The well-rooted mangroves of Indonesia
Mangroves are often misunderstood and overseen by many visiting the tropical coastline of Indonesia. It doesn't really inspire the same Instagram-worthy travel pictures you see taken from beaches, mountains or grasslands. If only people knew how these "Trees of Life" hold the coastline in place, and is known as one of the most useful ecosystems on earth, they will be tagging #InstaMangrove a lot more.
Indonesia does not only have the largest biodiversity of marine species, but is also known for having over an estimate of 23 percent of the world's mangroves along its coastlines - that is about 3 million hectares of mangrove forest!
Why are Mangroves important to divers?
Mangroves support a wide range of ecosystem services and their reedy roots provide a habitat for crabs and juvenile fish, break up waves and hold back silt and soil from damaging coral reefs. Its purpose is immense! Here is a quick list on the many benefits it holds to the "Diver's Final Frontier".
- Mangrove roots act as a filter by stabilising the fine sediment that runs off from land, preventing it from smothering sensitive tropical coastal coral and seagrass habitat. In fact, the three habitats - mangroves, coral reefs, and seagrass beds - form what researchers often call the 'holy trinity' of tropical marine environments.
- Environmental functions of mangrove ecosystems include nutrient supply and regeneration, recycling of pollutants, water cycling and the maintenance of water quality.
- Below the water, mangrove forests serve as breeding and nursing grounds for fish and marine species. The roots and the soft layer beneath the trees provide food, shelter and protection from predation.

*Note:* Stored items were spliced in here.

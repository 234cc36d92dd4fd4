//! Delivery events for SMTP relays.
//!
//! Plain SMTP has no callback API, so relays (or a bounce processor in front
//! of the mailbox) post this crate's own JSON format:
//!
//! ```json
//! {
//!   "event": "bounce",
//!   "recipient": "user@example.com",
//!   "message_id": "...",
//!   "timestamp": "2024-05-01T12:00:00Z",
//!   "bounce_type": "HardBounce",
//!   "bounce_category": "Permanent",
//!   "diagnostic": "550 5.1.1 user unknown",
//!   "metadata": {"notifuse_broadcast_id": "..."}
//! }
//! ```

use super::{from_json, invalid, timestamp_or_now, Correlation, ParsedWebhook};
use notifuse_common::Result;
use notifuse_storage::models::{EmailEventType, EmailProviderKind, WebhookEvent};
use serde::Deserialize;
use serde_json::{Map, Value};

const KIND: EmailProviderKind = EmailProviderKind::Smtp;

#[derive(Debug, Deserialize)]
struct SmtpEvent {
    event: String,
    recipient: String,
    message_id: Option<String>,
    timestamp: Option<String>,
    bounce_type: Option<String>,
    bounce_category: Option<String>,
    diagnostic: Option<String>,
    complaint_feedback_type: Option<String>,
    metadata: Option<Map<String, Value>>,
}

pub fn parse(payload: &[u8], integration_id: &str) -> Result<ParsedWebhook> {
    let raw_payload = String::from_utf8_lossy(payload).into_owned();
    let body: SmtpEvent = from_json(KIND, payload)?;

    let event_type: EmailEventType = body
        .event
        .parse()
        .map_err(|_| invalid(KIND, format!("unsupported event: {}", body.event)))?;

    let correlation = Correlation::from_map(body.metadata.as_ref());
    let message_id = correlation.resolve_message_id(body.message_id);

    let event = WebhookEvent::new(
        event_type,
        KIND,
        integration_id,
        body.recipient,
        message_id,
        timestamp_or_now(body.timestamp.as_deref()),
        raw_payload,
    );

    let event = match event_type {
        EmailEventType::Delivered => event,
        EmailEventType::Bounce => event.with_bounce(
            body.bounce_type.unwrap_or_else(|| "Bounce".to_string()),
            body.bounce_category.unwrap_or_default(),
            body.diagnostic.unwrap_or_default(),
        ),
        EmailEventType::Complaint => {
            event.with_complaint(body.complaint_feedback_type.unwrap_or_default())
        }
    };

    Ok(ParsedWebhook::events(vec![correlation.apply(event)]))
}

#[cfg(test)]
mod tests {
    use super::*;
    use pretty_assertions::assert_eq;
    use serde_json::json;

    #[test]
    fn test_bounce_defaults_type() {
        let payload = json!({
            "event": "bounce",
            "recipient": "gone@example.com",
            "message_id": "msg-1",
            "timestamp": "2024-05-01T12:00:00Z",
            "diagnostic": "550 5.1.1 user unknown"
        })
        .to_string();

        let event = parse(payload.as_bytes(), "int").unwrap().events.remove(0);
        assert_eq!(event.event_type, EmailEventType::Bounce);
        assert_eq!(event.bounce_type.as_deref(), Some("Bounce"));
        assert_eq!(event.bounce_category, None);
        assert_eq!(event.bounce_diagnostic.as_deref(), Some("550 5.1.1 user unknown"));
        assert_eq!(event.message_id.as_deref(), Some("msg-1"));
    }

    #[test]
    fn test_delivered_with_metadata() {
        let payload = json!({
            "event": "delivered",
            "recipient": "a@example.com",
            "metadata": {"notifuse_message_id": "msg-2", "notifuse_broadcast_id": "b-1"}
        })
        .to_string();

        let event = parse(payload.as_bytes(), "int").unwrap().events.remove(0);
        assert_eq!(event.message_id.as_deref(), Some("msg-2"));
        assert_eq!(event.broadcast_id.as_deref(), Some("b-1"));
    }

    #[test]
    fn test_complaint_and_unknown_event() {
        let payload = json!({
            "event": "complaint",
            "recipient": "a@example.com",
            "complaint_feedback_type": "abuse"
        })
        .to_string();
        let event = parse(payload.as_bytes(), "int").unwrap().events.remove(0);
        assert_eq!(event.complaint_feedback_type.as_deref(), Some("abuse"));

        let unknown = json!({"event": "opened", "recipient": "a@example.com"}).to_string();
        assert!(parse(unknown.as_bytes(), "int").is_err());
    }
}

Why are Mangroves so important to the people of Raja Ampat?
The harsh, waterlogged conditions in which mangroves thrive speed up tree growth and slow decomposition of soil organic matter, making mangrove forests an excellent carbon sink. In 2015, a research from the Indonesia-based Center for International Forestry Research indicated that Indo-Pacific mangrove forests hold 6 percent more carbon than other forest stands in the region.
- Mangroves can keep rising seas at bay. The trees can help people cope with heatwaves, help break up waves and offer protection against storm surges.
- Local communities harvest shrimp, eel, clam, crab, sea snail and a variety of fish species from mangrove ecosystems, providing both income and food for families.
- Intangible benefits of mangrove ecosystems include social and cultural functions. Mangrove forests support religious and spiritual values, as well as recreational and aesthetic values for ecotourism.
Indonesia is losing vast amounts of its Mangrove forests
Over the past three decades, Indonesia has lost 40 percent of its mangroves. This means Indonesia has the fastest rate of mangrove destruction in the world.
The loss of mangrove forests in Indonesia contributes to 42 percent of the global greenhouse gas emissions from the destruction of coastal ecosystems, including marshes, mangroves and sea grass.
People making a difference in the conservation of Mangroves
In Sri Lanka and Indonesia the NGOs Seacology and Wetlands International have linked mangrove replanting and conservation projects to microloans. In this incentive system, villagers help plant coastal thickets. And if they can keep the patches alive for two years, the NGOs forgive their loans. Not only does this mean less potential damage from coastal storms, it also means villagers have access to cash and start small businesses.